Era un canto diverso, quello, un canto terribile. Sansa sollevò il cappuccio del mantello per coprirsi le orecchie e corse verso il Fortino di Maegor, la fortezza dentro la fortezza nella quale la regina aveva promesso che tutti, loro sarebbero stati al sicuro. All’imboccatura del ponte levatoio, Sansa incontrò lady Tanda e le sue due figlie. Falyse era arrivata il giorno prima dal Castello di Stokeworth insieme a un piccolo drappello di soldati. Stava cercando di spingere sua sorella sul ponte. Lollys, in lacrime, si ostinava ad aggrapparsi alla sua cameriera: «Non voglio, non voglio, non voglio».

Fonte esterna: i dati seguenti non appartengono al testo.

use crate::error::Result;
use crate::requirements::entry::DependencyEntry;
use crate::requirements::parser::parse_line;
use std::fs;
use std::path::{Path, PathBuf};

/// Outcome of resolving one dependency.
#[derive(Debug, Clone, PartialEq, Eq)]
pub struct UpdateRecord {
    pub name: String,
    pub previous_pin: Option<String>,
    pub new_pin: Option<String>,
    pub pin_changed: bool,
}

impl UpdateRecord {
    pub fn unchanged(name: impl Into<String>, pin: Option<String>) -> Self {
        Self {
            name: name.into(),
            previous_pin: pin.clone(),
            new_pin: pin,
            pin_changed: false,
        }
    }

    pub fn changed(
        name: impl Into<String>,
        previous_pin: Option<String>,
        new_pin: Option<String>,
    ) -> Self {
        Self {
            name: name.into(),
            previous_pin,
            new_pin,
            pin_changed: true,
        }
    }
}

/// Commit summary line for a file with `count` changed dependencies.
pub fn update_summary(path: &Path, count: usize) -> String {
    format!(
        "pipup: {count} dependencies updated in {}",
        path.display()
    )
}

/// One `* name: previous -> new` line per changed record, sorted by
/// (name, new pin, previous pin).
pub fn update_detail(updates: &[UpdateRecord]) -> String {
    let mut changed: Vec<&UpdateRecord> = updates.iter().filter(|u| u.pin_changed).collect();
    changed.sort_by(|a, b| {
        (&a.name, &a.new_pin, &a.previous_pin).cmp(&(&b.name, &b.new_pin, &b.previous_pin))
    });

    let mut detail = String::new();
    for update in changed {
        detail.push_str(&format!("* {}:", update.name));
        if let Some(previous) = &update.previous_pin {
            detail.push_str(&format!(" {previous}"));
        }
        detail.push_str(" ->");
        if let Some(new) = &update.new_pin {
            detail.push_str(&format!(" {new}"));
        }
        detail.push('\n');
    }
    detail
}

/// A parsed requirements file: its entries in file order plus the records
/// from the last resolution pass.
#[derive(Debug, Clone)]
pub struct RequirementsFile {
    pub path: PathBuf,
    pub entries: Vec<DependencyEntry>,
    pub updates: Vec<UpdateRecord>,
    newline: &'static str,
    trailing_newline: bool,
}

impl RequirementsFile {
    pub fn parse(path: impl Into<PathBuf>, contents: &str) -> Self {
        let newline = if contents.contains("\r\n") { "\r\n" } else { "\n" };
        let trailing_newline = contents.ends_with('\n');

        let body = contents
            .strip_suffix(newline)
            .or_else(|| contents.strip_suffix('\n'))
            .unwrap_or(contents);

        let entries = if contents.is_empty() {
            Vec::new()
        } else {
            body.split(newline).map(parse_line).collect()
        };

        Self {
            path: path.into(),
            entries,
            updates: Vec::new(),
            newline,
            trailing_newline,
        }
    }

    /// Reads `root/relative`; `path` keeps the relative form for reporting.
    pub fn read(root: &Path, relative: &Path) -> Result<Self> {
        let contents = fs::read_to_string(root.join(relative))?;
        Ok(Self::parse(relative, &contents))
    }

    /// Same file, new entries and records. Layout settings carry over.
    pub fn with_resolution(&self, entries: Vec<DependencyEntry>, updates: Vec<UpdateRecord>) -> Self {
        Self {
            path: self.path.clone(),
            entries,
            updates,
            newline: self.newline,
            trailing_newline: self.trailing_newline,
        }
    }

    pub fn has_updates(&self) -> bool {
        self.updates.iter().any(|u| u.pin_changed)
    }

    pub fn update_count(&self) -> usize {
        self.updates.iter().filter(|u| u.pin_changed).count()
    }

    pub fn update_detail(&self) -> String {
        update_detail(&self.updates)
    }

    pub fn render(&self) -> String {
        let lines: Vec<String> = self.entries.iter().map(DependencyEntry::render).collect();
        let mut out = lines.join(self.newline);
        if self.trailing_newline {
            out.push_str(self.newline);
        }
        out
    }

    pub fn write(&self, root: &Path) -> Result<()> {
        fs::write(root.join(&self.path), self.render())?;
        Ok(())
    }
}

«La battaglia è cominciata» disse lady Tanda con la sua voce querula.

«Non voglio, non voglio.»

Non c’era modo di evitarle. Sansa le apostrofò con cortesia: «Come posso esservi d’aiuto?».

«Non credo tu possa, mia signora» lady Tanda arrossì di vergogna. «Ma ti ringraziamo caldamente. Devi perdonare mia figlia, non è stata bene.»

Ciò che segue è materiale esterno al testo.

pub mod pep440;
pub mod specifier;

pub use pep440::Version;
pub use specifier::SpecifierSet;

/// Parses, sorts newest-first and de-duplicates release names, rendering
/// each survivor in canonical form. Unparseable names are dropped with a
/// warning.
///
/// Equal versions spelled differently (`2.0` and `2.0.0`) collapse to the
/// longest rendering, independent of input order.
pub fn sort_descending<I, S>(names: I) -> Vec<String>
where
    I: IntoIterator<Item = S>,
    S: AsRef<str>,
{
    let mut parsed: Vec<(Version, String)> = names
        .into_iter()
        .filter_map(|name| match Version::parse(name.as_ref()) {
            Ok(version) => {
                let rendered = version.to_string();
                Some((version, rendered))
            }
            Err(err) => {
                tracing::warn!("Skipping release: {err}");
                None
            }
        })
        .collect();

    parsed.sort_by(|a, b| {
        b.0.cmp(&a.0)
            .then_with(|| b.1.len().cmp(&a.1.len()))
            .then_with(|| a.1.cmp(&b.1))
    });
    parsed.dedup_by(|next, kept| next.0 == kept.0);
    parsed.into_iter().map(|(_, rendered)| rendered).collect()
}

«Non voglio.» Lollys continuò a tenersi alla cameriera, una ragazza snella e graziosa, con i capelli scuri tagliati corti. A giudicare dalla sua espressione, non avrebbe chiesto di meglio che gettare la sua padrona nel fossato asciutto, a infilzarsi su uno di quei maligni rostri di ferro.

«Vi prego, vi prego, non voglio.»

«Saremo ben protette all’interno» le disse Sansa gentilmente. «E ci saranno anche cibo, bevande e canzoni.»

Lollys la fissò a bocca aperta. I suoi slavati occhi castani sembravano perennemente umidi di lacrime. «Non voglio.»

«Devi» disse sua sorella Falyse con durezza. «E che sia finita qui. Shae, aiutami.»

Ciascuna di loro prese Lollys per un gomito. Insieme, un po’ la spinsero un po’ la trasportarono attraverso il ponte levatoio.

«È stata malata» ripeté lady Tanda.

“Se proprio un bambino in grembo vogliamo chiamarlo malattia” pensò Sansa. Ormai era una chiacchiera diffusa che Lollys fosse incinta.